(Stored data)
##############################
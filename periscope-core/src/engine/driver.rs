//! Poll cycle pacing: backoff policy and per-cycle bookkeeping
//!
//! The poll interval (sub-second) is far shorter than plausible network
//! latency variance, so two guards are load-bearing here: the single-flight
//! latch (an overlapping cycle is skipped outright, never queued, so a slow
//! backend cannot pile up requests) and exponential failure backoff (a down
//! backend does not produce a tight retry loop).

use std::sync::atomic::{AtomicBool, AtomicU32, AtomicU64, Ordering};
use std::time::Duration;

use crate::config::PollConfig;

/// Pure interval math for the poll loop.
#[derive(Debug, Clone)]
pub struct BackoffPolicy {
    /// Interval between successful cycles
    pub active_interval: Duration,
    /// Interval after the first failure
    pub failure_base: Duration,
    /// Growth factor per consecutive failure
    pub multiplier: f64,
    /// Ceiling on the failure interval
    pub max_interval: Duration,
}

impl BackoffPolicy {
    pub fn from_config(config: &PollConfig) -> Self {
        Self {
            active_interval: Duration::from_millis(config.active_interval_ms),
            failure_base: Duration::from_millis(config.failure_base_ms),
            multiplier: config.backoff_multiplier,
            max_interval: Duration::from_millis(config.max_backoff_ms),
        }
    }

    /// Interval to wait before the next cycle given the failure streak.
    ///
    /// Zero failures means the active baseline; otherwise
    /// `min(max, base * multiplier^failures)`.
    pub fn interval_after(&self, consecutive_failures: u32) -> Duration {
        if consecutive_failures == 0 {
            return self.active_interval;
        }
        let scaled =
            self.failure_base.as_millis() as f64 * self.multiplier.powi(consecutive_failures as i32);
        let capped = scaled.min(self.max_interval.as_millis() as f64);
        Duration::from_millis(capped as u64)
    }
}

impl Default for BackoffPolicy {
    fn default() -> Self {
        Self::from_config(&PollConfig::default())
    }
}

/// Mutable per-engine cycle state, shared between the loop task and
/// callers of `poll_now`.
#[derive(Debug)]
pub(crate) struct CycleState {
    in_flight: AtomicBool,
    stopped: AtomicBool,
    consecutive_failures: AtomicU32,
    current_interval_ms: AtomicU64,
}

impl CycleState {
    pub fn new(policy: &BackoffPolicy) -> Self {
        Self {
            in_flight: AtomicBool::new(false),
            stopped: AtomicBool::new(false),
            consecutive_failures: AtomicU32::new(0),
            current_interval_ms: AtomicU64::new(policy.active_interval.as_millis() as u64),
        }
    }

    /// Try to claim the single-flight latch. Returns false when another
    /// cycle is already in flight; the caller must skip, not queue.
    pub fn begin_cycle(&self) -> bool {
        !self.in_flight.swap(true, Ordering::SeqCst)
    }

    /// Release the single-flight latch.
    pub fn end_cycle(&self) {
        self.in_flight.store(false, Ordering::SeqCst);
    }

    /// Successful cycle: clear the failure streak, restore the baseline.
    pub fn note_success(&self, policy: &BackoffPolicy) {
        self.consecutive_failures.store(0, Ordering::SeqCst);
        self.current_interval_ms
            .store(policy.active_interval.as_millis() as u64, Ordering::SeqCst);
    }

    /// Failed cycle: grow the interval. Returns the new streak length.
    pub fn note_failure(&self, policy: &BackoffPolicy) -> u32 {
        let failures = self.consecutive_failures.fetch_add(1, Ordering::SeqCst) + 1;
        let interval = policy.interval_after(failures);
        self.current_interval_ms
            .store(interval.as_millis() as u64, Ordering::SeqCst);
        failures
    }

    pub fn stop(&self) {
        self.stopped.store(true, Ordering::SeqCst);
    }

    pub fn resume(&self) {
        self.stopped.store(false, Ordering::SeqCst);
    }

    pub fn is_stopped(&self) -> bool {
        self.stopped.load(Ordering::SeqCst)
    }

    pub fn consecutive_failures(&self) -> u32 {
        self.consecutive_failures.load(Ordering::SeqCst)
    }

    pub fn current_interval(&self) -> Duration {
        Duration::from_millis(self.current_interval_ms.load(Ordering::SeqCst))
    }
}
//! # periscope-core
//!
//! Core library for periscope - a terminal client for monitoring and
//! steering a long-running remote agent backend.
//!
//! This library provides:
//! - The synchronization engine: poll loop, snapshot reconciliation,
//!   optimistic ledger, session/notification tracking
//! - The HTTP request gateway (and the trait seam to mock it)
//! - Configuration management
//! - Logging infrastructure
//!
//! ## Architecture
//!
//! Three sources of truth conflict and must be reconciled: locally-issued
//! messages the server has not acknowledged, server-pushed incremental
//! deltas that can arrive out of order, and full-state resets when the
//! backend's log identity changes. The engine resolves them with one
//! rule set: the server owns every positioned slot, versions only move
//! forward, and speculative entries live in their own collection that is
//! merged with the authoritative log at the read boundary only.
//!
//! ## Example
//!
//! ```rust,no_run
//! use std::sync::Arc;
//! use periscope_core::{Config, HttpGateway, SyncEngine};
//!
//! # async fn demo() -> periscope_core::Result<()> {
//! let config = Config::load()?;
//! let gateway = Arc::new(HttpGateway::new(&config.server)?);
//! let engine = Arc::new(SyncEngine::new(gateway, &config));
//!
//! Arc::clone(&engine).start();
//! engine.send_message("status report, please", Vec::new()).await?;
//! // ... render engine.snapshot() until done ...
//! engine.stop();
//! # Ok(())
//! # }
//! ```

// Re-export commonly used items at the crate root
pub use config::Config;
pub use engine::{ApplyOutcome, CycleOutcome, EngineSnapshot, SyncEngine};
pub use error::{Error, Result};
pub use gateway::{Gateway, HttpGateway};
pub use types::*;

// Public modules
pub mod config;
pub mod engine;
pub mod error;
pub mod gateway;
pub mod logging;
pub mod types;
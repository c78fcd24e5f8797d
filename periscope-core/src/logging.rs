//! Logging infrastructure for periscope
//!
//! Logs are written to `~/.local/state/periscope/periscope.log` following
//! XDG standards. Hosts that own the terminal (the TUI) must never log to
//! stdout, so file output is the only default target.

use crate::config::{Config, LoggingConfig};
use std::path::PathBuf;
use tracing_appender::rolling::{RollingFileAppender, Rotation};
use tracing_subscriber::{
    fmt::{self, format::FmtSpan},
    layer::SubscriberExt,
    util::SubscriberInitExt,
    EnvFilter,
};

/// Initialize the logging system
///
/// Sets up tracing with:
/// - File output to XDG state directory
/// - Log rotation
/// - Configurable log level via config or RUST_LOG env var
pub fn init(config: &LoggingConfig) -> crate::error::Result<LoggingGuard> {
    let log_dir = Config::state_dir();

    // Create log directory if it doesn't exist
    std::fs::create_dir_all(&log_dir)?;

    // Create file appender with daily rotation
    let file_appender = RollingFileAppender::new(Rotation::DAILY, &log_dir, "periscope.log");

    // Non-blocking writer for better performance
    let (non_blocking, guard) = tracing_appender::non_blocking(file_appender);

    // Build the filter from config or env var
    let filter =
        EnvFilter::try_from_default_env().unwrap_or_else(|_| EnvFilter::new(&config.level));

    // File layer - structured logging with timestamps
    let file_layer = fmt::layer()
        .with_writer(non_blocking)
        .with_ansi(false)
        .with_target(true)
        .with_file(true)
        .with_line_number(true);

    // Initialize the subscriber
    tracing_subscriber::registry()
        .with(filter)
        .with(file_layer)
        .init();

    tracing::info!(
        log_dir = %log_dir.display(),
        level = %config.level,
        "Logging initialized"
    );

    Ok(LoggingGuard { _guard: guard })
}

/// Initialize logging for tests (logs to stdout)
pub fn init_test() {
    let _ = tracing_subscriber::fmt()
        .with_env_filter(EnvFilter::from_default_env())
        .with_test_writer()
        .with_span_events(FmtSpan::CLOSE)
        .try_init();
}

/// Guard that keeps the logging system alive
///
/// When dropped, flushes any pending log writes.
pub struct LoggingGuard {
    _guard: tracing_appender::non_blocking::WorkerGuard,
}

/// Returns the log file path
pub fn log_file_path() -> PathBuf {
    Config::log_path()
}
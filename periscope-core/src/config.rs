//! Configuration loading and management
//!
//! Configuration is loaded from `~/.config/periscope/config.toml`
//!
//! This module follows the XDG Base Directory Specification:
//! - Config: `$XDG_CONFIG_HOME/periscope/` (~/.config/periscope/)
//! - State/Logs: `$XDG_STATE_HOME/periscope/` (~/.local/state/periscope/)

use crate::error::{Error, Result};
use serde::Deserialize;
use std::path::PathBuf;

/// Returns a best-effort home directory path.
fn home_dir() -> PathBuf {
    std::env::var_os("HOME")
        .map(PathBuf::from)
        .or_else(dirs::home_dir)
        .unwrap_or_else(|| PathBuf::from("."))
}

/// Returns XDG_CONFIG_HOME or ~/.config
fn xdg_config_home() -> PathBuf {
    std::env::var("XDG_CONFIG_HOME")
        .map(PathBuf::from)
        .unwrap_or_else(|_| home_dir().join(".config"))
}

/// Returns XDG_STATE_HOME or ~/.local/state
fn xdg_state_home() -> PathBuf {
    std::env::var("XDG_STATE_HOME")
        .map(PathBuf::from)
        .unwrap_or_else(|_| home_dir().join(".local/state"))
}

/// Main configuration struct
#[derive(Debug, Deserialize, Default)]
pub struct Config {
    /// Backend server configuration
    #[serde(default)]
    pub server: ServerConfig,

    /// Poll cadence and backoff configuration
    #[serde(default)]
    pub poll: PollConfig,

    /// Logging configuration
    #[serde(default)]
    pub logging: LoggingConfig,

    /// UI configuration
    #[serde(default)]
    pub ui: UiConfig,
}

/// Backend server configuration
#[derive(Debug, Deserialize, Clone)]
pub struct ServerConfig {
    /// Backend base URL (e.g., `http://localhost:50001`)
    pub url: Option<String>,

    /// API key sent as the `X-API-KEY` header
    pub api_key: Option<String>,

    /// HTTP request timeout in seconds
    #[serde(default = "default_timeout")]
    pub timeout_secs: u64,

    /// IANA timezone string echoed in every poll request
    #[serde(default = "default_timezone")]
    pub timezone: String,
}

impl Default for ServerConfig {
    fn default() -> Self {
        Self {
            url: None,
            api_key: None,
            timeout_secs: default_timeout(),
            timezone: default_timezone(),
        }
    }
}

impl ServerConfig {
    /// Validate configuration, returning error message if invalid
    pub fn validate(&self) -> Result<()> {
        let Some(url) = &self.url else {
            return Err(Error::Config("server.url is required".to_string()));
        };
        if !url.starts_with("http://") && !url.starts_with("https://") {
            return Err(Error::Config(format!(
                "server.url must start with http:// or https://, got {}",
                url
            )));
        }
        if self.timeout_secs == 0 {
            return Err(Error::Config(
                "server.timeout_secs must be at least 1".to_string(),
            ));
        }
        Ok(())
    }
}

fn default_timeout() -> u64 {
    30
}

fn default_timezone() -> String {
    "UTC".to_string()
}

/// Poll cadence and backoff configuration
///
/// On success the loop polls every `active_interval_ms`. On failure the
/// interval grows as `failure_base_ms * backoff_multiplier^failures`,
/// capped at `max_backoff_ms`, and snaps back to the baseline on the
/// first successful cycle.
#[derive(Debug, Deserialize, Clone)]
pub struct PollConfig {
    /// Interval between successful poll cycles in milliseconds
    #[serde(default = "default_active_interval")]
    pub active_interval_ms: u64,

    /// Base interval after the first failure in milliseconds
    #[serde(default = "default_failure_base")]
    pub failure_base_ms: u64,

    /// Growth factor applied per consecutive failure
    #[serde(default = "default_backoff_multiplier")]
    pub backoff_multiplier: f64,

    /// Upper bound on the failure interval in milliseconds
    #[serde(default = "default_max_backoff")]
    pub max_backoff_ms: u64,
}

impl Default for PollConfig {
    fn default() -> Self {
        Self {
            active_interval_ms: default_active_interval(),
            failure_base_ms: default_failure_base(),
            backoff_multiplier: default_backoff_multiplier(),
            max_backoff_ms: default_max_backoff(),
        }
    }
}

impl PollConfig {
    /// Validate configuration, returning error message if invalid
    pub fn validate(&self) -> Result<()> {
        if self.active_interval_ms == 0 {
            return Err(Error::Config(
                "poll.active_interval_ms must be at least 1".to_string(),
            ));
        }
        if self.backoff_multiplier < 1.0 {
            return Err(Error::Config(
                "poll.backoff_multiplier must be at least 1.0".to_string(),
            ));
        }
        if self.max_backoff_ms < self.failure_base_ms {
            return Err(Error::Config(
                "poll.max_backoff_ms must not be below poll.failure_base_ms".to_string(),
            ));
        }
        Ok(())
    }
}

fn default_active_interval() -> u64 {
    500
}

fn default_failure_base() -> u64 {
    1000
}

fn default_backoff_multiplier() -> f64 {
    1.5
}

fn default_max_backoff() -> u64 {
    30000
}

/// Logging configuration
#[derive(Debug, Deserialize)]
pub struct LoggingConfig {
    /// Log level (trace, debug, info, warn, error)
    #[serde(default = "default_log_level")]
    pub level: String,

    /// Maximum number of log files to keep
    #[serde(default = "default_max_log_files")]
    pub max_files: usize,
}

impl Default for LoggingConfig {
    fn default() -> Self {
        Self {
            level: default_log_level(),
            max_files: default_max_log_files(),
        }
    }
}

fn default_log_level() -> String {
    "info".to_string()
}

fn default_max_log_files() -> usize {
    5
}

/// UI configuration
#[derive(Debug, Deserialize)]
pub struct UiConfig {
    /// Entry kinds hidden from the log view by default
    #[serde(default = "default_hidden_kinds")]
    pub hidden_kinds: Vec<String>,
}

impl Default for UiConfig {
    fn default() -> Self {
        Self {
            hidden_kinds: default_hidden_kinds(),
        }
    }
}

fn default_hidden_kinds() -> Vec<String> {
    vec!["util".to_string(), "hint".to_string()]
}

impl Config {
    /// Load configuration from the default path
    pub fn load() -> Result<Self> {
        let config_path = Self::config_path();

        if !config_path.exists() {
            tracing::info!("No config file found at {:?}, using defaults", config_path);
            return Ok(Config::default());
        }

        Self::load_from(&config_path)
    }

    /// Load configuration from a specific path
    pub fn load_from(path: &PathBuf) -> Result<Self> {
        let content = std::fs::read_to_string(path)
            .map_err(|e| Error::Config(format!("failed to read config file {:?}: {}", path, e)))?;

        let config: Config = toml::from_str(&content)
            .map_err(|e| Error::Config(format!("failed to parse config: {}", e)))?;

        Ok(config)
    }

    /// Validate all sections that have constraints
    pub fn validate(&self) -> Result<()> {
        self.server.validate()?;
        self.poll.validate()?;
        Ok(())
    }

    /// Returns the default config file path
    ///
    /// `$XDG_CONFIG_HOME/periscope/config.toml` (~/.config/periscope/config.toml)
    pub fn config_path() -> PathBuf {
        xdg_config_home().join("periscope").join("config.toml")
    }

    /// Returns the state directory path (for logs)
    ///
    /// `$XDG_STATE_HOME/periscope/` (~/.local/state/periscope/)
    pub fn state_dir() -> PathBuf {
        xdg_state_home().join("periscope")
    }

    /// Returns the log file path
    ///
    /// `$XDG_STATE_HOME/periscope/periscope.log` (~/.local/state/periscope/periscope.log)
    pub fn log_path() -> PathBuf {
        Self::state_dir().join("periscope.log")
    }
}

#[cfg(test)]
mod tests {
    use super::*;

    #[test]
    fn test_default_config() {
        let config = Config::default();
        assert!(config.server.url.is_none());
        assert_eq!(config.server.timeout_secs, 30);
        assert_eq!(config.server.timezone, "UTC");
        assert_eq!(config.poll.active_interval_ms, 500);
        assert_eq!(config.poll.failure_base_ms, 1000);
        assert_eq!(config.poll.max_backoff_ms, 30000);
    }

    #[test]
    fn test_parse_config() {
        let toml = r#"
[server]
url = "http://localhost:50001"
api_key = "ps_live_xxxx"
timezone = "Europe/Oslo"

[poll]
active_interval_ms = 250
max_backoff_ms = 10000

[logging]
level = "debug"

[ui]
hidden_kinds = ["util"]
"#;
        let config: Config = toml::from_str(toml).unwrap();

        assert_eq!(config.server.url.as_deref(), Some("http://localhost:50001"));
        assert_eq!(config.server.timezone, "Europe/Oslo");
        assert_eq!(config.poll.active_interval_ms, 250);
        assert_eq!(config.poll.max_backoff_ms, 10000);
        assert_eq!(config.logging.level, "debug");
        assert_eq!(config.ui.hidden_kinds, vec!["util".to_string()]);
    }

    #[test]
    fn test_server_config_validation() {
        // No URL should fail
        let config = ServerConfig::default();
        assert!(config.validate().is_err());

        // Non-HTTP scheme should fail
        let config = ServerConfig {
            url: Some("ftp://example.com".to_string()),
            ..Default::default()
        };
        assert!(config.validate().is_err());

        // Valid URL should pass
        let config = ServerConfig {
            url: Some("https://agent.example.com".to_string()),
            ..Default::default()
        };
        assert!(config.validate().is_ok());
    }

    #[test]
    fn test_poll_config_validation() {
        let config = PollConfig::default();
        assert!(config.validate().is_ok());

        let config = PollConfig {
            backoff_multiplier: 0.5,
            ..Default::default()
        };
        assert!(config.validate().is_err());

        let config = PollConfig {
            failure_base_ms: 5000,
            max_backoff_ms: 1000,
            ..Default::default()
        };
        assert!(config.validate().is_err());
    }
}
##############################
WORK REQUEST: Going back over the entries above, copy word for word every line from the one that has "pub fn is_stopped(&self)" on through the one that has "resets when the".

TASK RESULT:
    pub fn is_stopped(&self) -> bool {
        self.stopped.load(Ordering::SeqCst)
    }

    pub fn consecutive_failures(&self) -> u32 {
        self.consecutive_failures.load(Ordering::SeqCst)
    }

    pub fn current_interval(&self) -> Duration {
        Duration::from_millis(self.current_interval_ms.load(Ordering::SeqCst))
    }
}
//! # periscope-core
//!
//! Core library for periscope - a terminal client for monitoring and
//! steering a long-running remote agent backend.
//!
//! This library provides:
//! - The synchronization engine: poll loop, snapshot reconciliation,
//!   optimistic ledger, session/notification tracking
//! - The HTTP request gateway (and the trait seam to mock it)
//! - Configuration management
//! - Logging infrastructure
//!
//! ## Architecture
//!
//! Three sources of truth conflict and must be reconciled: locally-issued
//! messages the server has not acknowledged, server-pushed incremental
//! deltas that can arrive out of order, and full-state resets when the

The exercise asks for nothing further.